Em sua obra já citada o mestre Hely externa posicionamento contrário à criação desenfreada de Municípios, aludindo que: “a experiência vem demonstrando que a desmedida criação de Municípios enfraquece economicamente os já existentes e debilita os que surgem sem condições de vida autônoma” (2014, p. 67).
Diante de tudo o quanto foi exposto cabe salientar, por derradeiro, que autores como Hely Lopes Meirelles (2014, p. 46) entendem que a posição ocupada pelo Município, no ordenamento constitucional vigente (CF/88), é a de “entidade político-administrativa de terceiro grau”, sendo peça essencial da federação brasileira, nos termos dos artigos 1º e 18 da CF.
Já autores como Paulo Gustavo Gonet Branco (2014, p. 822) consignam, dentre outros, os seguintes argumentos, no sentido de que os Municípios não seriam integrantes da Federação: o fato de não haver representantes dos Municípios no Senado Federal; a inexistência de um Poder Judiciário municipal; a intervenção nos Municípios a cargo do Estado-membro (art. 35, da CF) etc.

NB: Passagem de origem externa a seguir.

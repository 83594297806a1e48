// src/progress.rs
use std::fmt;

/// Pipeline stages, in run order.
#[derive(Clone, Copy, Debug, PartialEq, Eq)]
pub enum Stage {
    LoadPdf,
    Normalize,
    Validate,
    LoadWeb,
    Reconcile,
    Export,
}

impl Stage {
    pub const ALL: [Stage; 6] = [
        Stage::LoadPdf, Stage::Normalize, Stage::Validate,
        Stage::LoadWeb, Stage::Reconcile, Stage::Export,
    ];

    pub fn label(self) -> &'static str {
        match self {
            Stage::LoadPdf => "Load PDF tables",
            Stage::Normalize => "Normalize roster",
            Stage::Validate => "Validate roster",
            Stage::LoadWeb => "Load web squads",
            Stage::Reconcile => "Reconcile sources",
            Stage::Export => "Export tables",
        }
    }
}

impl fmt::Display for Stage {
    fn fmt(&self, f: &mut fmt::Formatter<'_>) -> fmt::Result {
        f.write_str(self.label())
    }
}

/// Lightweight progress reporting for a run.
/// Frontends implement this to surface status to users.
pub trait Progress {
    /// Called at the start with the number of stages that will run.
    fn begin(&mut self, _total: usize) {}

    /// Free-form status line for human eyes.
    fn log(&mut self, _msg: &str) {}

    /// Called when a stage completes successfully.
    fn stage_done(&mut self, _stage: Stage) {}

    /// Called at the end, successful or not.
    fn finish(&mut self) {}
}

/// A no-op progress sink.
pub struct NullProgress;
impl Progress for NullProgress {}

E você, caro leitor, o que entende?

Em futuro post, relacionado à página “Comentários a questões de concursos”, investigarei o entendimento de algumas bancas organizadoras de concursos no que tange a tal questionamento.

Acompanhe.

Maria Almeida.

Bibliografia

MEIRELLES, Hely Lopes. Direito municipal brasileiro. 17. ed., 2ª tiragem atualizada por Adilson Abreu Dallari. São Paulo: Malheiros Editores Ltda, 2014.

MENDES, Gilmar Ferreira. BRANCO, Paulo Gustavo Gonet. Curso de direito constitucional. 9. ed. rev. e atual. São Paulo: Saraiva, 2014.